最大熵模型为 \(P_w(y|x) = \frac{1}{Z_w(x)} exp(\sum \limits_{i=1}^n w_if_i(x,y))\) ,其中 \(Z_w(x) = \sum \limits_y exp(\sum \limits_{i=1}^nw_if_i(x,y))\)

即 最大熵模型为 \(P_w(y|x) = \frac{exp(\sum \limits_{i=1}^n w_if_i(x,y))}{\sum \limits_y exp(\sum \limits_{i=1}^nw_if_i(x,y))}\)

最大熵模型的目标函数为 \(\mathop{min} \limits_w f(w) = \sum \limits_x \widetilde P(x) log \sum \limits_yexp(\sum \limits_{i=1}^n w_if_i(x,y)) - \sum \limits_{x,y} \widetilde P(x,y) \sum \limits_{i=1}^nw_if_i(x,y)\)

梯度为 \(g(w) = (\frac{\partial f(w)}{\partial w_1}, \frac{\partial f(w)}{\partial w_2},..., \frac{\partial f(w)}{\partial w_n})^T\) ,其中 \(\frac{\partial f(w)}{\partial w_i} = \sum \limits_{x,y} \widetilde P(x)P_w(y|w)f_i(x,y) - E_{\widetilde P}(f_i)\)

DFP算法是拟牛顿法的一种,主要是通过用 \(G_k\) 作为 \(H_k^-\) 的近似。DFP算法首先需要满足每次迭代 \(G_k\) 是正定的,其次需要满足 \(G_{k+1}y_k = \delta_k\) 这一拟牛顿条件。

其中 \(y_k = g_{k+1} - g_k\)\(\delta_k = x^{(k+1)} -x^k\)

假设每次迭代按照 \(G_{k+1} = G_k + \Delta G_k\) 去更新矩阵。

DFP算法做了如下假设,假设 \(G_{k+1} = G_k +P_k + Q_k\) ,其中 \(P_k\)\(Q_k\) 待定, 所以 \(G_{k+1} y_k = G_ky_k +P_ky_k + Q_ky_k\)

为使条件满足,可令 \(P_ky_k = \delta_k\)\(Q_ky_k = -G_ky_k\) 。
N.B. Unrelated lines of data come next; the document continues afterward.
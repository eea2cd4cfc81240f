//! Segment ingestion sources for the xrelay daemon.
//!
//! One source today: framed segment documents over UDP.

mod udp;

pub use udp::{UdpSource, UdpSourceConfig, UdpSourceError};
由此,可取 \(P_k = \frac{\delta_k \delta_k^T}{\delta_k^T y_k}\)\(Q_k = - \frac{G_ky_ky_k^TG_k}{y_k^TG_ky_k}\)

所以 \(G_{k+1} = G_k + \frac{\delta_k \delta_k^T}{\delta_k^T y_k} - \frac{G_ky_ky_k^TG_k}{y_k^TG_ky_k}\)

最大熵模型学习的DFP算法

输入:特征函数 \(f_1,f_2,...,f_n\) ;经验分布 \(\widetilde P(x,y)\) ,目标函数 \(f(w)\), 梯度 \(g(w) = \nabla f(w)\) ,学习率 \(\eta\) ,计算精度 \(\epsilon\)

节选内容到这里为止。